The Seeds of New Earth

Home > Other > The Seeds of New Earth > Page 19
The Seeds of New Earth Page 19

by Mark R. Healy


  What if this was the beginning of another Winter? Even a far shorter Winter of a few months would be enough to starve these children to death. We’d stored a decent supply of grain, but with the poor yields from the past two years, we simply didn’t have enough food to last longer.

  I wondered what I would do if it came to that – if the darkness choked our crops and left us with nothing to grow, nothing to put into those hungry mouths. Could I really stand by and watch the children die? To see them suffer and beg for help, like I’d witnessed so many times in the Winter?

  If the food ran out, that’s exactly what I would do. What alternative would I have? It would be torturous, painful beyond imagining, but I would do it.

  I squeezed my eyes shut, unable to think about it any longer.
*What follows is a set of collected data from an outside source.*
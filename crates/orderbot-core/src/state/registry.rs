//! Order registry implementation.
//!
//! Orders move Pending -> Active -> Completed, or Pending -> Declined. Every
//! status check and status change happens under one write lock, so of two
//! racing transitions on the same order exactly one succeeds and the other
//! observes the result.

use orderbot_types::{current_timestamp, Order, OrderGroup, OrderId, OrderStatus};
use std::collections::HashMap;
use std::time::Duration;
use thiserror::Error;
use tokio::sync::RwLock;

/// Errors that can occur during order state management.
#[derive(Debug, Clone, PartialEq, Eq, Error)]
pub enum RegistryError {
	#[error("Order not found: {0}")]
	NotFound(OrderId),
	/// The order already left the status the action requires.
	#[error("Order already processed: {0}")]
	AlreadyProcessed(OrderId),
	/// The order has not been confirmed yet.
	#[error("Order is not active: {0}")]
	NotActive(OrderId),
	#[error("Order already exists: {0}")]
	Duplicate(OrderId),
}

/// In-memory store of orders keyed by id.
#[derive(Default)]
pub struct OrderRegistry {
	orders: RwLock<HashMap<OrderId, Order>>,
}

impl OrderRegistry {
	pub fn new() -> Self {
		Self::default()
	}

	/// Registers a freshly announced order in Pending.
	pub async fn create(&self, order_id: OrderId, group: OrderGroup) -> Result<Order, RegistryError> {
		let mut orders = self.orders.write().await;
		if orders.contains_key(&order_id) {
			return Err(RegistryError::Duplicate(order_id));
		}

		let now = current_timestamp();
		let order = Order {
			id: order_id.clone(),
			status: OrderStatus::Pending,
			group,
			created_at: now,
			updated_at: now,
		};
		orders.insert(order_id, order.clone());
		Ok(order)
	}

	/// Pending -> Active.
	pub async fn activate(&self, order_id: &OrderId) -> Result<OrderGroup, RegistryError> {
		self.transition(order_id, OrderStatus::Active).await
	}

	/// Pending -> Declined.
	pub async fn decline(&self, order_id: &OrderId) -> Result<OrderGroup, RegistryError> {
		self.transition(order_id, OrderStatus::Declined).await
	}

	/// Active -> Completed.
	pub async fn complete(&self, order_id: &OrderId) -> Result<OrderGroup, RegistryError> {
		self.transition(order_id, OrderStatus::Completed).await
	}

	/// Checks that the order is Active without changing it.
	pub async fn require_active(&self, order_id: &OrderId) -> Result<OrderGroup, RegistryError> {
		let orders = self.orders.read().await;
		let order = orders
			.get(order_id)
			.ok_or_else(|| RegistryError::NotFound(order_id.clone()))?;

		match order.status {
			OrderStatus::Active => Ok(order.group.clone()),
			OrderStatus::Pending => Err(RegistryError::NotActive(order_id.clone())),
			OrderStatus::Declined | OrderStatus::Completed => {
				Err(RegistryError::AlreadyProcessed(order_id.clone()))
			},
		}
	}

	pub async fn get(&self, order_id: &OrderId) -> Result<Order, RegistryError> {
		self.orders
			.read()
			.await
			.get(order_id)
			.cloned()
			.ok_or_else(|| RegistryError::NotFound(order_id.clone()))
	}

	/// Removes a Pending order nobody was told about. Returns whether an
	/// order was removed.
	pub async fn discard(&self, order_id: &OrderId) -> bool {
		let mut orders = self.orders.write().await;
		match orders.get(order_id) {
			Some(order) if order.status == OrderStatus::Pending => {
				orders.remove(order_id);
				true
			},
			_ => false,
		}
	}

	/// Drops terminal orders last updated more than `retention` ago.
	pub async fn prune_terminal(&self, retention: Duration) -> usize {
		let cutoff = current_timestamp().saturating_sub(retention.as_secs());
		let mut orders = self.orders.write().await;
		let before = orders.len();
		orders.retain(|_, order| !(order.status.is_terminal() && order.updated_at <= cutoff));
		before - orders.len()
	}

	pub async fn len(&self) -> usize {
		self.orders.read().await.len()
	}

	pub async fn is_empty(&self) -> bool {
		self.orders.read().await.is_empty()
	}

	async fn transition(
		&self,
		order_id: &OrderId,
		to: OrderStatus,
	) -> Result<OrderGroup, RegistryError> {
		let mut orders = self.orders.write().await;
		let order = orders
			.get_mut(order_id)
			.ok_or_else(|| RegistryError::NotFound(order_id.clone()))?;

		if !order.status.can_transition_to(to) {
			return Err(match (order.status, to) {
				(OrderStatus::Pending, OrderStatus::Completed) => {
					RegistryError::NotActive(order_id.clone())
				},
				_ => RegistryError::AlreadyProcessed(order_id.clone()),
			});
		}

		order.status = to;
		order.updated_at = current_timestamp();
		Ok(order.group.clone())
	}
}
I couldn’t entertain that eventuality, not when we’d overcome so much already.

  It couldn’t all end this way, could it?

  “Get on with your job,” I growled to myself. “Quit worrying about the things you can’t control.”

  It didn’t take long to check the readings on the solar cells. Although there was no flow coming from the panels on the roof, the residual charge was still projected to last several months at current consumption. As long as we didn’t start firing up a-wombs or any additional devices, the cryotank should still remain operational for a while yet. Long enough to survive a brief interruption of a month or two, anyway.

  Anything longer than that would land us in trouble.

  I had a quick look around for anything here that might be useful back at Somerset, but there was nothing. What we really needed was the sun, or at the very least some other fuel source that might allow us to grow food. The problem was that most grow lights had been used up in the early months of the Winter. Finding them now would be near impossible, so what good would power do us anyway?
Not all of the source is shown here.